» **PROBLEM REQUIREMENTS**:
Could you return every line of the records below that contains the word "brackets"?

» **RECORDS PROVIDED**:
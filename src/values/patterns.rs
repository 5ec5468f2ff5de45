//! Translation of XSD regular expressions to the `regex` crate syntax
//!
//! XSD patterns are implicitly anchored, treat `^` and `$` as literals,
//! support character class subtraction (`[a-z-[aeiou]]`) and the XML name
//! escapes `\i` and `\c`. Everything else maps onto `regex` directly.

use regex::{Regex, RegexBuilder};

use crate::error::{CompileError, CompileErrorKind};

const NAME_START: &str = "A-Z_a-z:\\x{C0}-\\x{D6}\\x{D8}-\\x{F6}\\x{F8}-\\x{2FF}\\x{370}-\\x{37D}\\x{37F}-\\x{1FFF}\\x{200C}-\\x{200D}\\x{2070}-\\x{218F}\\x{2C00}-\\x{2FEF}\\x{3001}-\\x{D7FF}\\x{F900}-\\x{FDCF}\\x{FDF0}-\\x{FFFD}\\x{10000}-\\x{EFFFF}";
const NAME_EXTRA: &str = "\\-.0-9\\x{B7}\\x{300}-\\x{36F}\\x{203F}-\\x{2040}";
const SPACE: &str = " \\t\\n\\r";
const NOT_WORD: &str = "\\p{P}\\p{Z}\\p{C}";

const CATEGORIES: &[&str] = &[
    "L", "Lu", "Ll", "Lt", "Lm", "Lo", "M", "Mn", "Mc", "Me", "N", "Nd", "Nl", "No", "P", "Pc",
    "Pd", "Ps", "Pe", "Pi", "Pf", "Po", "Z", "Zs", "Zl", "Zp", "S", "Sm", "Sc", "Sk", "So", "C",
    "Cc", "Cf", "Co", "Cn",
];

const BLOCKS: &[(&str, &str)] = &[
    ("BasicLatin", "\\x{0}-\\x{7F}"),
    ("Latin-1Supplement", "\\x{80}-\\x{FF}"),
    ("LatinExtended-A", "\\x{100}-\\x{17F}"),
    ("LatinExtended-B", "\\x{180}-\\x{24F}"),
    ("IPAExtensions", "\\x{250}-\\x{2AF}"),
    ("CombiningDiacriticalMarks", "\\x{300}-\\x{36F}"),
    ("Greek", "\\x{370}-\\x{3FF}"),
    ("Cyrillic", "\\x{400}-\\x{4FF}"),
    ("Hebrew", "\\x{590}-\\x{5FF}"),
    ("Arabic", "\\x{600}-\\x{6FF}"),
    ("Devanagari", "\\x{900}-\\x{97F}"),
    ("Thai", "\\x{E00}-\\x{E7F}"),
    ("GeneralPunctuation", "\\x{2000}-\\x{206F}"),
    ("CurrencySymbols", "\\x{20A0}-\\x{20CF}"),
    ("Hiragana", "\\x{3040}-\\x{309F}"),
    ("Katakana", "\\x{30A0}-\\x{30FF}"),
    ("CJKUnifiedIdeographs", "\\x{4E00}-\\x{9FFF}"),
    ("HangulSyllables", "\\x{AC00}-\\x{D7AF}"),
];

fn invalid(pattern: &str, reason: impl Into<String>) -> CompileError {
    CompileError::new(
        CompileErrorKind::InvalidPattern,
        format!("invalid pattern '{}': {}", pattern, reason.into()),
    )
}

/// Class body (no brackets) for a `\p{..}` / `\P{..}` escape
enum Property {
    /// `\p{Lu}` style, usable anywhere
    Category(String),
    /// Block ranges, must sit inside brackets
    Ranges(&'static str),
}

struct Translator<'a> {
    source: &'a str,
    chars: Vec<char>,
    pos: usize,
}

impl<'a> Translator<'a> {
    fn new(source: &'a str) -> Self {
        Self {
            source,
            chars: source.chars().collect(),
            pos: 0,
        }
    }

    fn peek(&self) -> Option<char> {
        self.chars.get(self.pos).copied()
    }

    fn next(&mut self) -> Option<char> {
        let c = self.peek()?;
        self.pos += 1;
        Some(c)
    }

    fn error(&self, reason: impl Into<String>) -> CompileError {
        invalid(self.source, reason)
    }

    fn translate(mut self) -> Result<String, CompileError> {
        let mut out = String::with_capacity(self.chars.len() * 2);
        while let Some(c) = self.next() {
            match c {
                '\\' => self.escape(&mut out)?,
                '.' => out.push_str("[^\\n\\r]"),
                '^' => out.push_str("\\^"),
                '$' => out.push_str("\\$"),
                '[' => {
                    let class = self.class()?;
                    out.push_str(&class);
                }
                ']' => return Err(self.error("unbalanced ']'")),
                '(' if self.peek() == Some('?') => {
                    return Err(self.error("'(?' is not XSD syntax"));
                }
                _ => out.push(c),
            }
        }
        Ok(out)
    }

    fn property(&mut self) -> Result<Property, CompileError> {
        if self.next() != Some('{') {
            return Err(self.error("expected '{' after \\p"));
        }
        let mut name = String::new();
        loop {
            match self.next() {
                Some('}') => break,
                Some(c) => name.push(c),
                None => return Err(self.error("unterminated \\p{")),
            }
        }
        if let Some(block) = name.strip_prefix("Is") {
            let block = if block == "GreekandCoptic" { "Greek" } else { block };
            return BLOCKS
                .iter()
                .find(|(n, _)| *n == block)
                .map(|(_, ranges)| Property::Ranges(ranges))
                .ok_or_else(|| self.error(format!("unsupported block '{}'", name)));
        }
        if CATEGORIES.contains(&name.as_str()) {
            Ok(Property::Category(name))
        } else {
            Err(self.error(format!("unknown property '{}'", name)))
        }
    }

    /// Escape outside a character class
    fn escape(&mut self, out: &mut String) -> Result<(), CompileError> {
        let c = self.next().ok_or_else(|| self.error("trailing backslash"))?;
        match c {
            'n' => out.push_str("\\n"),
            'r' => out.push_str("\\r"),
            't' => out.push_str("\\t"),
            '\\' | '|' | '.' | '^' | '?' | '*' | '+' | '{' | '}' | '(' | ')' | '[' | ']' => {
                out.push('\\');
                out.push(c);
            }
            '-' => out.push('-'),
            's' => out.push_str(&format!("[{}]", SPACE)),
            'S' => out.push_str(&format!("[^{}]", SPACE)),
            'd' => out.push_str("\\p{Nd}"),
            'D' => out.push_str("\\P{Nd}"),
            'w' => out.push_str(&format!("[^{}]", NOT_WORD)),
            'W' => out.push_str(&format!("[{}]", NOT_WORD)),
            'i' => out.push_str(&format!("[{}]", NAME_START)),
            'I' => out.push_str(&format!("[^{}]", NAME_START)),
            'c' => out.push_str(&format!("[{}{}]", NAME_START, NAME_EXTRA)),
            'C' => out.push_str(&format!("[^{}{}]", NAME_START, NAME_EXTRA)),
            'p' | 'P' => {
                let negated = c == 'P';
                match (self.property()?, negated) {
                    (Property::Category(name), false) => out.push_str(&format!("\\p{{{}}}", name)),
                    (Property::Category(name), true) => out.push_str(&format!("\\P{{{}}}", name)),
                    (Property::Ranges(r), false) => out.push_str(&format!("[{}]", r)),
                    (Property::Ranges(r), true) => out.push_str(&format!("[^{}]", r)),
                }
            }
            other => return Err(self.error(format!("unknown escape '\\{}'", other))),
        }
        Ok(())
    }

    /// Escape inside a character class, emitted as class items
    fn class_escape(&mut self, out: &mut String) -> Result<(), CompileError> {
        let c = self.next().ok_or_else(|| self.error("trailing backslash"))?;
        match c {
            'n' => out.push_str("\\n"),
            'r' => out.push_str("\\r"),
            't' => out.push_str("\\t"),
            '\\' | '|' | '.' | '-' | '^' | '?' | '*' | '+' | '{' | '}' | '(' | ')' | '[' | ']' => {
                out.push('\\');
                out.push(c);
            }
            's' => out.push_str(SPACE),
            'S' => out.push_str(&format!("[^{}]", SPACE)),
            'd' => out.push_str("\\p{Nd}"),
            'D' => out.push_str("\\P{Nd}"),
            'w' => out.push_str(&format!("[^{}]", NOT_WORD)),
            'W' => out.push_str(NOT_WORD),
            'i' => out.push_str(NAME_START),
            'I' => out.push_str(&format!("[^{}]", NAME_START)),
            'c' => {
                out.push_str(NAME_START);
                out.push_str(NAME_EXTRA);
            }
            'C' => out.push_str(&format!("[^{}{}]", NAME_START, NAME_EXTRA)),
            'p' | 'P' => {
                let negated = c == 'P';
                match (self.property()?, negated) {
                    (Property::Category(name), false) => out.push_str(&format!("\\p{{{}}}", name)),
                    (Property::Category(name), true) => out.push_str(&format!("\\P{{{}}}", name)),
                    (Property::Ranges(r), false) => out.push_str(r),
                    (Property::Ranges(r), true) => out.push_str(&format!("[^{}]", r)),
                }
            }
            other => return Err(self.error(format!("unknown escape '\\{}'", other))),
        }
        Ok(())
    }

    /// Character class after its opening `[`
    fn class(&mut self) -> Result<String, CompileError> {
        let negated = if self.peek() == Some('^') {
            self.pos += 1;
            true
        } else {
            false
        };
        let mut body = String::new();
        let mut subtracted = None;
        let mut first = true;
        loop {
            let c = self.next().ok_or_else(|| self.error("unterminated character class"))?;
            match c {
                ']' if !first => break,
                ']' => body.push_str("\\]"),
                '-' if self.peek() == Some('[') => {
                    self.pos += 1;
                    subtracted = Some(self.class()?);
                    if self.next() != Some(']') {
                        return Err(self.error("subtraction must end the character class"));
                    }
                    break;
                }
                '-' if first || self.peek() == Some(']') => body.push_str("\\-"),
                '-' => body.push('-'),
                '\\' => self.class_escape(&mut body)?,
                '[' => return Err(self.error("unescaped '[' in character class")),
                ':' if first => body.push_str("\\:"),
                '&' | '~' | '^' => {
                    body.push('\\');
                    body.push(c);
                }
                _ => body.push(c),
            }
            first = false;
        }
        if body.is_empty() {
            return Err(self.error("empty character class"));
        }
        Ok(match (negated, subtracted) {
            (false, None) => format!("[{}]", body),
            (true, None) => format!("[^{}]", body),
            (false, Some(sub)) => format!("[{}--{}]", body, sub),
            (true, Some(sub)) => format!("[[^{}]--{}]", body, sub),
        })
    }
}

/// Translate one XSD pattern into an unanchored `regex` expression
pub fn translate_pattern(pattern: &str) -> Result<String, CompileError> {
    Translator::new(pattern).translate()
}

/// Compile the patterns of one derivation step into a single anchored regex
///
/// Patterns on the same step are alternatives; patterns on different steps
/// are separate instructions and must all match.
pub fn compile_pattern_group(patterns: &[String]) -> Result<Regex, CompileError> {
    let mut alternatives = Vec::with_capacity(patterns.len());
    for pattern in patterns {
        alternatives.push(format!("(?:{})", translate_pattern(pattern)?));
    }
    let source = format!("^(?:{})$", alternatives.join("|"));
    RegexBuilder::new(&source)
        .size_limit(1 << 24)
        .build()
        .map_err(|e| invalid(&patterns.join("|"), e.to_string()))
}

#[cfg(test)]
mod tests {
    use super::*;

    fn matches(pattern: &str, input: &str) -> bool {
        compile_pattern_group(&[pattern.to_string()]).unwrap().is_match(input)
    }

    #[test]
    fn test_implicit_anchoring() {
        assert!(matches("[A-Z]{3}", "ABC"));
        assert!(!matches("[A-Z]{3}", "ABCD"));
        assert!(!matches("[A-Z]{3}", "xABC"));
    }

    #[test]
    fn test_caret_and_dollar_are_literal() {
        assert!(matches("a^b", "a^b"));
        assert!(matches("$[0-9]+", "$10"));
        assert!(matches("$x", "$x"));
    }

    #[test]
    fn test_subtraction() {
        assert!(matches("[a-z-[aeiou]]+", "bcd"));
        assert!(!matches("[a-z-[aeiou]]+", "bad"));
        assert!(matches("[^a-z-[x]]", "1"));
        assert!(!matches("[^a-z-[x]]", "x"));
    }

    #[test]
    fn test_name_escapes() {
        assert!(matches("\\i\\c*", "_foo-1.x"));
        assert!(!matches("\\i\\c*", "1foo"));
        assert!(matches("[\\i-[:]][\\c-[:]]*", "ncname"));
        assert!(!matches("[\\i-[:]][\\c-[:]]*", "a:b"));
    }

    #[test]
    fn test_properties_and_blocks() {
        assert!(matches("\\p{Lu}+", "ABC"));
        assert!(!matches("\\p{Lu}+", "AbC"));
        assert!(matches("\\p{IsBasicLatin}+", "plain"));
        assert!(!matches("\\p{IsBasicLatin}+", "caf\u{e9}"));
        assert!(matches("\\d{3}-\\d{4}", "555-1234"));
    }

    #[test]
    fn test_dot_excludes_newlines() {
        assert!(matches("a.c", "abc"));
        assert!(!matches("a.c", "a\nc"));
    }

    #[test]
    fn test_alternatives_on_one_step() {
        let re = compile_pattern_group(&["[0-9]+".to_string(), "[a-z]+".to_string()]).unwrap();
        assert!(re.is_match("123"));
        assert!(re.is_match("abc"));
        assert!(!re.is_match("a1"));
    }

    #[test]
    fn test_invalid_patterns() {
        for bad in ["[a-z", "(?i)abc", "\\q", "\\p{IsKlingon}", "a]"] {
            let err = translate_pattern(bad)
                .and_then(|_| compile_pattern_group(&[bad.to_string()]).map(|_| String::new()))
                .unwrap_err();
            assert_eq!(err.kind, CompileErrorKind::InvalidPattern, "{}", bad);
        }
    }
}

» **SOLUTION**:
/// Class body (no brackets) for a `\p{..}` / `\P{..}` escape
    /// Block ranges, must sit inside brackets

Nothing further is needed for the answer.